Your answer should be every line of the records that contains the word "pointer", copied as it stands.

■ ■ ■ ■

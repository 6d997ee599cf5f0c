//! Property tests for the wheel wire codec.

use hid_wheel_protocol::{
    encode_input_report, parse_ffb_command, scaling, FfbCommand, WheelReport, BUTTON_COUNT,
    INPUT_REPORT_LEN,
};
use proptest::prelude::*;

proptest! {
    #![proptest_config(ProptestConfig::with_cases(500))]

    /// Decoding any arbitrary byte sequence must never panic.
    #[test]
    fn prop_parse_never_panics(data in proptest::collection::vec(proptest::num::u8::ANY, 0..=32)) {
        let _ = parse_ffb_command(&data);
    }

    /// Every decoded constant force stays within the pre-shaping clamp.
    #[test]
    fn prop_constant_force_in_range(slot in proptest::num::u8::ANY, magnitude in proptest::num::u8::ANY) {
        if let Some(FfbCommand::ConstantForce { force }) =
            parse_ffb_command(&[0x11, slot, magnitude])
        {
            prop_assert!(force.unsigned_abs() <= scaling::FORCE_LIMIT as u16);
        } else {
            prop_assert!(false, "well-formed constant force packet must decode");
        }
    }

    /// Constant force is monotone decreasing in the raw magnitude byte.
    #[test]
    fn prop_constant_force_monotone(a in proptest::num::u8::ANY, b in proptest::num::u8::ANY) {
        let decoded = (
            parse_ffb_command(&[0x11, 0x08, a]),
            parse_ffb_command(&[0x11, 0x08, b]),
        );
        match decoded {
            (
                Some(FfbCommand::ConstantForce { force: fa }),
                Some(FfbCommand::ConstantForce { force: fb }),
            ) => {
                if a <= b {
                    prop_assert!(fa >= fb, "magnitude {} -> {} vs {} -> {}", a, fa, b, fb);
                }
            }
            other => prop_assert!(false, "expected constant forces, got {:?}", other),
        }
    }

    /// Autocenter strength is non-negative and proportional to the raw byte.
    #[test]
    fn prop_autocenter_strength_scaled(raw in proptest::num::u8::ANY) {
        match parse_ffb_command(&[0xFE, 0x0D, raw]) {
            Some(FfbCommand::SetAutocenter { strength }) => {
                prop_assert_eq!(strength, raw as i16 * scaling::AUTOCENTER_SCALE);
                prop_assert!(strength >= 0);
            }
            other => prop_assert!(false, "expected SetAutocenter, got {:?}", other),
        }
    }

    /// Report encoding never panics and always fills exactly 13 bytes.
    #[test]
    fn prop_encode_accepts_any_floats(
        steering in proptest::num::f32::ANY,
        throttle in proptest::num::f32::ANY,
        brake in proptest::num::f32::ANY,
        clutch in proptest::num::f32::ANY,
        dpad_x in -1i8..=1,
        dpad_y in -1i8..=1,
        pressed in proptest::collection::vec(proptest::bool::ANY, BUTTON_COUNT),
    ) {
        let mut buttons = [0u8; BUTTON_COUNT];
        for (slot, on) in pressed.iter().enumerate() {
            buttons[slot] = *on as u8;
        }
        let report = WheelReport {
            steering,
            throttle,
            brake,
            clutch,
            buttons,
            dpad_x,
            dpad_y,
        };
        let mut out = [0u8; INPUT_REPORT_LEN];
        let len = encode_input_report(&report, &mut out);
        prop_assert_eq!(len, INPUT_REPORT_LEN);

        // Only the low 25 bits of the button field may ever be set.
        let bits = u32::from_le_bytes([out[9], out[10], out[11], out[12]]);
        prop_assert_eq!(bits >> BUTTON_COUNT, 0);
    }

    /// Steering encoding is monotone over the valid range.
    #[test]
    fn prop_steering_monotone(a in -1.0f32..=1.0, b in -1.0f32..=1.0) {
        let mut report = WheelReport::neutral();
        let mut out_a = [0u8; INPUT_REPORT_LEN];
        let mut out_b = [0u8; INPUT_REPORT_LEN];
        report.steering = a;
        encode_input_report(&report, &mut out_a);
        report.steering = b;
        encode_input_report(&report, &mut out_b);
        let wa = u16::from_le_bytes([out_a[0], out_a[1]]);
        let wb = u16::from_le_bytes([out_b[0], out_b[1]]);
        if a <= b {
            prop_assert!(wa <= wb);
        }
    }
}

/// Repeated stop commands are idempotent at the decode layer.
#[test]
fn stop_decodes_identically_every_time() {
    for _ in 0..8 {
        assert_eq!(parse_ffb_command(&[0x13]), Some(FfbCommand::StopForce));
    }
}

■ ■ ■ ■

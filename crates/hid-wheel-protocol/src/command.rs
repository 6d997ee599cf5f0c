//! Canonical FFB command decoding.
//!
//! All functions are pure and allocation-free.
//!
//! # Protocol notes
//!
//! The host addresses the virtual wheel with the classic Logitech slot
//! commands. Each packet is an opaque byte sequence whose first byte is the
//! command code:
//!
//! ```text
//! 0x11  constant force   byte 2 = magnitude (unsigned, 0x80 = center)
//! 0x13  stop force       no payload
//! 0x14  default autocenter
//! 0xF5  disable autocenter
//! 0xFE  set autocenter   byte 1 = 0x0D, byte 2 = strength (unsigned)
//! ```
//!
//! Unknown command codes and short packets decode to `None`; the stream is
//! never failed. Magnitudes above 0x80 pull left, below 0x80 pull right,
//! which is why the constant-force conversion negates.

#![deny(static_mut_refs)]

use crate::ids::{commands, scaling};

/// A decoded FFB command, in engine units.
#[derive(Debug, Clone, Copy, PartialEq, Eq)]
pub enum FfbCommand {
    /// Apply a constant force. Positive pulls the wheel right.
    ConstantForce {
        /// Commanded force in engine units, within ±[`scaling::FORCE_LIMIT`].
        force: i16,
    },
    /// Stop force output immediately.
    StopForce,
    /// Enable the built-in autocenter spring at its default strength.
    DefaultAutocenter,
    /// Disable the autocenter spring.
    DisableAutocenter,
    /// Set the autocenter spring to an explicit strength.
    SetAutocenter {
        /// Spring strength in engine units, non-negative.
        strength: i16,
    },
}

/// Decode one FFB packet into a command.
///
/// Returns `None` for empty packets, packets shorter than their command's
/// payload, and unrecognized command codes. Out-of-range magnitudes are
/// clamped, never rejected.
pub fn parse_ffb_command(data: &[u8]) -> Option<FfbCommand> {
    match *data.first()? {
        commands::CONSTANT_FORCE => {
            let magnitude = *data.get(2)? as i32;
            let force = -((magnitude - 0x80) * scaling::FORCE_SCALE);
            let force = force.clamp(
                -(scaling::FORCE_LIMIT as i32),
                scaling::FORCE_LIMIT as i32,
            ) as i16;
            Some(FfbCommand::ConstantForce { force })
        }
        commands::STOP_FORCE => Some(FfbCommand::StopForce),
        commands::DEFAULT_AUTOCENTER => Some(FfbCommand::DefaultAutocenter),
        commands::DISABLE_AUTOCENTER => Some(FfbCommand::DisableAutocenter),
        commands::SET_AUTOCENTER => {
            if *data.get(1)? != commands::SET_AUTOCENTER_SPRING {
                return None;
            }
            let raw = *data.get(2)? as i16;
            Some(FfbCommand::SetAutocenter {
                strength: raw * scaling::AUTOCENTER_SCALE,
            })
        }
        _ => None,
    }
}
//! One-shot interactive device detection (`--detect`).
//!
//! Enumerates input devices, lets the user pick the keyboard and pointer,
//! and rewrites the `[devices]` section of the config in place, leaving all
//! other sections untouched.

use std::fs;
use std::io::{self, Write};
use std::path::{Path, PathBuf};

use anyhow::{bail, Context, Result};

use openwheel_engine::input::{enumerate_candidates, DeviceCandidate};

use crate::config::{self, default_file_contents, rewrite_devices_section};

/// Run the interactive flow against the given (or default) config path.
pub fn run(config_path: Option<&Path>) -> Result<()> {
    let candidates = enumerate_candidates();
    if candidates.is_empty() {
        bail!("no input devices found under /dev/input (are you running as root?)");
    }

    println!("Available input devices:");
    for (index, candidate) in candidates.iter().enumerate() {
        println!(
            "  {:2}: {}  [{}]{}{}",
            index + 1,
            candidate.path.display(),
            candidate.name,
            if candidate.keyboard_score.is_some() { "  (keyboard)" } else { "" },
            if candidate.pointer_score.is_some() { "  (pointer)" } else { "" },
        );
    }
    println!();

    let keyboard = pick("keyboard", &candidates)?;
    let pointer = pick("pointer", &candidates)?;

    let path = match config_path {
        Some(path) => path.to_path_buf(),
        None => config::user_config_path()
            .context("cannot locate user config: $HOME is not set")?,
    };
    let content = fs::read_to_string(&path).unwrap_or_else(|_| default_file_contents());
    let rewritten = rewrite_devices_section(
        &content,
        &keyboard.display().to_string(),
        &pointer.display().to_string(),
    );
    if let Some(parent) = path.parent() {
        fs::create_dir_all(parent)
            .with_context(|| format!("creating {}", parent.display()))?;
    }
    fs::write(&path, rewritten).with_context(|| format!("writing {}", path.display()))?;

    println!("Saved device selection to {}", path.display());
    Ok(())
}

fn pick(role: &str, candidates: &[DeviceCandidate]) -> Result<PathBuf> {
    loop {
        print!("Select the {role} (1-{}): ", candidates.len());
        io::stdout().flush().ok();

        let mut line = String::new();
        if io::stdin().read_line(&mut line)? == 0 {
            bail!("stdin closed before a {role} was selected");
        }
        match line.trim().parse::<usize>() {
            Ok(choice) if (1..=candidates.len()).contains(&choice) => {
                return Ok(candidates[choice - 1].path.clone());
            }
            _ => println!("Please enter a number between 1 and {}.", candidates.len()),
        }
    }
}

■ ■ ■ ■

## Written answer
//! Enumerates input devices, lets the user pick the keyboard and pointer,
            if candidate.pointer_score.is_some() { "  (pointer)" } else { "" },
    let pointer = pick("pointer", &candidates)?;
        &pointer.display().to_string(),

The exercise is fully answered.